Claudia Durastanti, née le 8 juin 1984 à New York dans l’état de New York aux États-Unis, est une romancière, nouvelliste, traductrice et journaliste italienne, lauréate du prix Mondello et du prix Pozzale Luigi Russo. Elle raconte son long apprentissage de l’écriture et partage ses conseils aux apprentis écrivains.

Comment avez-vous appris à écrire une bonne histoire ?
Claudia Durastanti : J’ai commencé par l’écriture, à un très jeune âge. Le cliché -pas idéal, je sais-de l’école buissonnière, où je me réfugiais au grenier avec un tas de livres appartenant à ma mère. Alors mes premières nouvelles étaient des imitations de mes lectures -ce qui arrive souvent, bien sûr.  Et puis je me suis souvenue de Joan Didion, une de mes écrivains préférés, lorsqu’elle apprenait l’artisanat de l’écriture : elle recopiait à la machine Conrad, Hemingway, Graham Greene, comme si l’on pouvait absorber l’énergie par le biais de cet exercice.

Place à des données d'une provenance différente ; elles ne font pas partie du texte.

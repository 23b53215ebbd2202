use std::future::Future;

use crate::error::DataProviderError;

/// Source of configuration values for the fetch worker pool.
///
/// `Ok(None)` means the key is not present remotely. Errors are logged by the
/// caller and treated the same way.
pub trait DataProvider: Send + Sync + 'static {
    /// Load the current value of `key`.
    fn load_value(
        &self,
        key: &str,
    ) -> impl Future<Output = Result<Option<String>, DataProviderError>> + Send;
}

Mais au-delà d’un aspect mystique, je pense que ces imitations et essais précoces sont utiles pour apprendre le rythme et la ponctuation.

Le plus ardu pour moi, qui suis une autrice d’ambiance, d’atmosphère et d’histoires psychologiques, a été l’intrigue  -j’ignore si je suis parvenue à maîtriser la question- et je travaille toujours dessus.

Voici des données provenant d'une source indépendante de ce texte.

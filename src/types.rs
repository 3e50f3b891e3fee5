//! Core types for the grid drawing engine.
//!
//! This module defines the fundamental data structures used throughout the
//! crate: per-canvas configuration, the mutable grid rectangle record, and
//! the serializable snapshot handed to host applications.

use serde::{Deserialize, Serialize};

use crate::constants::{
    DEFAULT_CIRCLE_LINE_SHIFT_SIZE, DEFAULT_CONTEXT_LINE_WIDTH, DEFAULT_LINE_CLICK_TOLERANCE,
    DEFAULT_LINE_COLOUR, DEFAULT_MIN_RECT_SIZE, DEFAULT_SELECT_CIRCLE_SIZE,
};

// ============================================================================
// Configuration
// ============================================================================

/// Immutable configuration for one canvas instance.
///
/// All fields have defaults (see [`crate::constants`]); hosts override
/// individual knobs through the `with_*` builder methods.
#[derive(Clone, Debug)]
pub struct GridOptions {
    /// Pixel radius within which a click/hover counts as "on" a border.
    pub line_click_tolerance: f32,
    /// Pixel radius of the subdivision handle circle.
    pub select_circle_size: f32,
    /// Pixel offset of the subdivision handle from the border.
    pub circle_line_shift_size: f32,
    /// Stroke width for outlines and subdivision lines.
    pub context_line_width: f32,
    /// Stroke colour for outlines and subdivision lines.
    pub line_colour: String,
    /// Minimum normalized width/height for a drag to commit a rectangle.
    pub min_rect_size: f32,
}

impl Default for GridOptions {
    fn default() -> Self {
        Self {
            line_click_tolerance: DEFAULT_LINE_CLICK_TOLERANCE,
            select_circle_size: DEFAULT_SELECT_CIRCLE_SIZE,
            circle_line_shift_size: DEFAULT_CIRCLE_LINE_SHIFT_SIZE,
            context_line_width: DEFAULT_CONTEXT_LINE_WIDTH,
            line_colour: DEFAULT_LINE_COLOUR.to_string(),
            min_rect_size: DEFAULT_MIN_RECT_SIZE,
        }
    }
}

impl GridOptions {
    pub fn with_line_click_tolerance(mut self, tolerance: f32) -> Self {
        self.line_click_tolerance = tolerance;
        self
    }

    pub fn with_select_circle_size(mut self, size: f32) -> Self {
        self.select_circle_size = size;
        self
    }

    pub fn with_circle_line_shift_size(mut self, shift: f32) -> Self {
        self.circle_line_shift_size = shift;
        self
    }

    pub fn with_context_line_width(mut self, width: f32) -> Self {
        self.context_line_width = width;
        self
    }

    pub fn with_line_colour(mut self, colour: impl Into<String>) -> Self {
        self.line_colour = colour.into();
        self
    }

    pub fn with_min_rect_size(mut self, size: f32) -> Self {
        self.min_rect_size = size;
        self
    }
}

// ============================================================================
// Grid Rectangle
// ============================================================================

/// Axis of a subdivision line.
#[derive(Clone, Copy, Debug, PartialEq, Eq, Serialize, Deserialize)]
pub enum Axis {
    Horizontal,
    Vertical,
}

/// A subdivision line inserted by clicking an existing border.
///
/// `offset` is relative to the rectangle's anchor: a y-offset for
/// [`Axis::Horizontal`] lines, an x-offset for [`Axis::Vertical`] lines.
#[derive(Clone, Copy, Debug, PartialEq, Serialize, Deserialize)]
pub struct GridLine {
    pub axis: Axis,
    pub offset: f32,
}

/// A user-drawn axis-aligned box plus its subdivision offsets.
///
/// `width`/`height` are signed: they may be negative while a drag moves
/// toward the top-left and are only normalized for drawing and hit-testing.
/// The sign is preserved until the rectangle is committed, at which point
/// [`GridRectangle::normalize`] moves the anchor to the true top-left.
#[derive(Clone, Debug, Default, PartialEq)]
pub struct GridRectangle {
    pub start_x: f32,
    pub start_y: f32,
    pub width: f32,
    pub height: f32,
    /// Y-offsets of horizontal subdivision lines, relative to the anchor.
    /// Appended when the user clicks a vertical (left/right) border.
    pub horizontal_points_selected: Vec<f32>,
    /// X-offsets of vertical subdivision lines, relative to the anchor.
    /// Appended when the user clicks a horizontal (top/bottom) border.
    pub vertical_points_selected: Vec<f32>,
    /// Ordered record of inserted subdivision lines, retained for future
    /// undo support. Currently write-only.
    pub undo_line_list: Vec<GridLine>,
}

impl GridRectangle {
    /// Create a zero-size rectangle anchored at the given point.
    pub fn anchored_at(x: f32, y: f32) -> Self {
        Self {
            start_x: x,
            start_y: y,
            ..Self::default()
        }
    }

    /// Normalized bounding box, tolerating negative width/height.
    pub fn bounds(&self) -> RectBounds {
        let (min_x, max_x) = if self.width < 0.0 {
            (self.start_x + self.width, self.start_x)
        } else {
            (self.start_x, self.start_x + self.width)
        };
        let (min_y, max_y) = if self.height < 0.0 {
            (self.start_y + self.height, self.start_y)
        } else {
            (self.start_y, self.start_y + self.height)
        };
        RectBounds {
            min_x,
            min_y,
            max_x,
            max_y,
        }
    }

    /// Move the anchor to the true top-left and make the extents
    /// non-negative. Called once when a drag commits.
    pub fn normalize(&mut self) {
        if self.width < 0.0 {
            self.start_x += self.width;
            self.width = -self.width;
        }
        if self.height < 0.0 {
            self.start_y += self.height;
            self.height = -self.height;
        }
    }

    /// Read-only snapshot for the host-facing query API.
    pub fn snapshot(&self) -> RectangleSnapshot {
        RectangleSnapshot {
            start_x: self.start_x,
            start_y: self.start_y,
            width: self.width,
            height: self.height,
            horizontal_points_selected: self.horizontal_points_selected.clone(),
            vertical_points_selected: self.vertical_points_selected.clone(),
        }
    }
}

/// Normalized rectangle bounds (`min <= max` on both axes).
#[derive(Clone, Copy, Debug, PartialEq)]
pub struct RectBounds {
    pub min_x: f32,
    pub min_y: f32,
    pub max_x: f32,
    pub max_y: f32,
}

impl RectBounds {
    #[inline]
    pub fn width(&self) -> f32 {
        self.max_x - self.min_x
    }

    #[inline]
    pub fn height(&self) -> f32 {
        self.max_y - self.min_y
    }

    /// Inclusive point containment.
    #[inline]
    pub fn contains(&self, x: f32, y: f32) -> bool {
        x >= self.min_x && x <= self.max_x && y >= self.min_y && y <= self.max_y
    }
}

// ============================================================================
// Snapshot
// ============================================================================

/// Serializable view of one committed rectangle, as exposed to the host.
#[derive(Clone, Debug, PartialEq, Serialize, Deserialize)]
pub struct RectangleSnapshot {
    pub start_x: f32,
    pub start_y: f32,
    pub width: f32,
    pub height: f32,
    pub horizontal_points_selected: Vec<f32>,
    pub vertical_points_selected: Vec<f32>,
}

Avez-vous suivi des cours de creative writing ?
Quelques uns, après la publication de mes livres -ce qui prête à sourire. Mais je pense que l’on peut apprendre et pratiquer grâce au travail d’autres écrivains. J’ai eu la chance d’être en résidence d’auteur à maintes occasions, partageant l’espace avec d’autres creative writers où tout le monde partage ses idées, ou ses sujets, points de vue sur l’écriture… ce n’était pas des cours au sens strict du terme, mais dans le contexte d’une résidence, ça pouvait l’être. Ceci m’a aidée à penser spécialement à la voix. J’étais plutôt accrochée à la classique troisième personne, et ces échanges m’ont conduite à élargir les possibilités.

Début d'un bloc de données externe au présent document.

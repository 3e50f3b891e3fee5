//! Border-click subdivision workflows through the public API.

use griddraw::{CursorStyle, PointerEvent};

use crate::helpers::{DrawCommand, TestGridBuilder};

#[test]
fn left_edge_click_appends_horizontal_offset() {
    let mut grid = TestGridBuilder::new()
        .with_rectangle((10.0, 10.0), (110.0, 80.0))
        .build();

    // (10, 45) is on the left edge, within the default tolerance of 15.
    grid.manager.mouse_down(&mut grid.surface, PointerEvent::new(10.0, 45.0));
    grid.manager.mouse_up(&mut grid.surface, PointerEvent::new(10.0, 45.0));

    let rects = grid.handle.rectangles();
    assert_eq!(rects.len(), 1);
    assert_eq!(rects[0].horizontal_points_selected, vec![35.0]);
    assert!(rects[0].vertical_points_selected.is_empty());
    // Geometry untouched.
    assert_eq!(rects[0].start_x, 10.0);
    assert_eq!(rects[0].start_y, 10.0);
    assert_eq!(rects[0].width, 100.0);
    assert_eq!(rects[0].height, 70.0);
}

#[test]
fn top_edge_click_appends_vertical_offset() {
    let mut grid = TestGridBuilder::new()
        .with_rectangle((10.0, 10.0), (110.0, 80.0))
        .build();

    grid.manager.mouse_down(&mut grid.surface, PointerEvent::new(70.0, 10.0));

    let rects = grid.handle.rectangles();
    assert_eq!(rects[0].vertical_points_selected, vec![60.0]);
    assert!(rects[0].horizontal_points_selected.is_empty());
}

#[test]
fn border_click_does_not_start_a_drag() {
    let mut grid = TestGridBuilder::new()
        .with_rectangle((10.0, 10.0), (110.0, 80.0))
        .build();

    grid.manager.mouse_down(&mut grid.surface, PointerEvent::new(10.0, 45.0));
    assert!(grid.manager.state().is_idle());

    // A move and release after the border click must not create a box.
    grid.manager.mouse_move(&mut grid.surface, PointerEvent::new(300.0, 300.0));
    grid.manager.mouse_up(&mut grid.surface, PointerEvent::new(300.0, 300.0));
    assert_eq!(grid.handle.rectangle_count(), 1);
}

#[test]
fn each_border_click_appends_exactly_one_offset() {
    let mut grid = TestGridBuilder::new()
        .with_rectangle((10.0, 10.0), (110.0, 80.0))
        .build();

    for y in [30.0, 45.0, 65.0] {
        grid.manager.mouse_down(&mut grid.surface, PointerEvent::new(10.0, y));
        grid.manager.mouse_up(&mut grid.surface, PointerEvent::new(10.0, y));
    }

    let rects = grid.handle.rectangles();
    assert_eq!(rects[0].horizontal_points_selected, vec![20.0, 35.0, 55.0]);
}

#[test]
fn earlier_created_rectangle_wins_on_overlapping_borders() {
    let mut grid = TestGridBuilder::new()
        .with_rectangle((10.0, 10.0), (110.0, 80.0))
        .with_rectangle((130.0, 10.0), (230.0, 80.0))
        .build();

    // (120, 45) is within tolerance of both the first rectangle's right
    // edge and the second's left edge.
    grid.manager.mouse_down(&mut grid.surface, PointerEvent::new(120.0, 45.0));

    let rects = grid.handle.rectangles();
    assert_eq!(rects[0].horizontal_points_selected, vec![35.0]);
    assert!(rects[1].horizontal_points_selected.is_empty());
}

#[test]
fn subdivision_lines_survive_redraw() {
    let mut grid = TestGridBuilder::new()
        .with_rectangle((10.0, 10.0), (110.0, 80.0))
        .build();

    grid.manager.mouse_down(&mut grid.surface, PointerEvent::new(10.0, 45.0));
    grid.surface.reset_recording();

    grid.manager.mouse_move(&mut grid.surface, PointerEvent::new(400.0, 400.0));

    // The committed rectangle redraws with its full-width subdivision line.
    assert!(grid.surface.stroke_lines().iter().any(|cmd| matches!(
        cmd,
        DrawCommand::StrokeLine { x1, y1, x2, y2, .. }
            if *x1 == 10.0 && *y1 == 45.0 && *x2 == 110.0 && *y2 == 45.0
    )));
}

#[test]
fn hovering_a_border_shows_resize_cursor_and_handle() {
    let mut grid = TestGridBuilder::new()
        .with_rectangle((10.0, 10.0), (110.0, 80.0))
        .build();

    grid.manager.mouse_move(&mut grid.surface, PointerEvent::new(110.0, 45.0));

    assert_eq!(grid.surface.cursor, CursorStyle::EwResize);
    assert!(grid.surface.fill_circles().iter().any(|cmd| matches!(
        cmd,
        DrawCommand::FillCircle { cx, cy, .. } if *cx == 120.0 && *cy == 45.0
    )));

    // Moving away reverts to the fallback cursor and drops the handle.
    grid.surface.reset_recording();
    grid.manager.mouse_move(&mut grid.surface, PointerEvent::new(400.0, 400.0));
    assert_eq!(grid.surface.cursor, CursorStyle::Default);
    assert!(grid.surface.fill_circles().is_empty());
}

Enfant, vous imitiez les auteurs. Le faites vous toujours ?
Non. En tant que débutant incertain, on peut se sentir gratifié d’un compliment, d’un retour de lecteur qui renvoie à une référence connue. “ça évoque untel”. C’est sécurisant. Mais je pense que le processus d’écriture est d’avancer plus loin dans le dépouillement vers la veritas nudas jusqu’à trouver son propre ton, sa propre forme, son propre univers narratif. Donc, pour les premiers travaux, c’est naturel qu’ils soient des exercices de déshabillage de ces voix autres.

Pensez-vous que la lecture d’autres auteurs empêchent votre voix, ou bien qu’il est important de garder un œil sur les travaux d’autrui ?

J’ai une méthode spécifique. En ce moment, j’écris un genre de roman historique. Comme je ne veux pas m’alourdir d’un travail de recherche, je lis tout ce que je peux, des auteurs contemporains de l’époque que je traite. Puis je les pose, en laissant sédimenter un temps. Et quand je me mets à l’écriture, je ne lis plus, bien sûr. Donc c’est un processus à deux étapes: lire et assimiler tout ce qui est possible en accumulant puis laisser reposer. Et quand vous écrivez sur la réminiscence, il reste ces voix fantômes, comme des turbulences ou des interférences avec vous, au lieu d’être une référence directe.

Vous-vous plongez directement dans l’écriture, ou construisez-vous vos personnages ?
Je réfléchis à mes personnages dans cet univers, mais à ce point, je ne me soucie pas d’exactitude. Je vérifie après, je fais de la post-production en quelque sorte. Je n’ai pas de recette magique.Mais disons que je travaille sur le pétrole du sud de l’Italie au fil du XIXè. Donc je voulais vraiment voir où se trouvaient les puits, s’ il restait des références historiques à ce sujet. J’avais avancé sur une scène qui me plaisait, comme ça, mais si inquiète après coup. J’ai bien dû aller vérifier si ça pouvait coller, et j’ai été chanceuse cette fois.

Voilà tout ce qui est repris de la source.